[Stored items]
···

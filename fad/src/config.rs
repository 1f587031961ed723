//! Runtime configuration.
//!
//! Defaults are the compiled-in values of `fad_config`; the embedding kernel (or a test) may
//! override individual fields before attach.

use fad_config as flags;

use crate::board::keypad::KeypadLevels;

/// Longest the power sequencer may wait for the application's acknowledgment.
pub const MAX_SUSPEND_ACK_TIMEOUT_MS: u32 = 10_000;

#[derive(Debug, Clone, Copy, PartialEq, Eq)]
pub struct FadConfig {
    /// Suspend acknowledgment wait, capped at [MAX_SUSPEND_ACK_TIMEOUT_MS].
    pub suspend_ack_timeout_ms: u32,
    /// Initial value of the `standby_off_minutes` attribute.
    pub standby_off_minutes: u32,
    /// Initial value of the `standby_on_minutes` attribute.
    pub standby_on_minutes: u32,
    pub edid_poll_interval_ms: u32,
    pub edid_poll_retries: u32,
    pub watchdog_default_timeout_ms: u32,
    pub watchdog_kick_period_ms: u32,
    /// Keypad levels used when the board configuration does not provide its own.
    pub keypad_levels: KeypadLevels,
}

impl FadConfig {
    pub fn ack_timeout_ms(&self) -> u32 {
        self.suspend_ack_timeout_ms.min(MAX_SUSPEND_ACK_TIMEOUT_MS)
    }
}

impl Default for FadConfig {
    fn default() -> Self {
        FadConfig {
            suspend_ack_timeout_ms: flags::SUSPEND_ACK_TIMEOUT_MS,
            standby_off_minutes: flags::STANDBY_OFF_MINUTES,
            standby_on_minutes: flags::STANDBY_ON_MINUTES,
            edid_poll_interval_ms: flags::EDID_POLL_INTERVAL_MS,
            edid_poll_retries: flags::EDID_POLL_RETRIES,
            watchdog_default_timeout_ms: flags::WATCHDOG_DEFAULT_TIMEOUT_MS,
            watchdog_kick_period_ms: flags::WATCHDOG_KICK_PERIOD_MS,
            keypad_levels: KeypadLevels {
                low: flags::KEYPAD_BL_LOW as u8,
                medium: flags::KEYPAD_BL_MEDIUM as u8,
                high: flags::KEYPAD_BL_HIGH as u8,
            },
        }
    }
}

···

*Prompt*: All lines above containing the string "attribute" are to be collected.

*Response box*:
    /// Initial value of the `standby_off_minutes` attribute.
    /// Initial value of the `standby_on_minutes` attribute.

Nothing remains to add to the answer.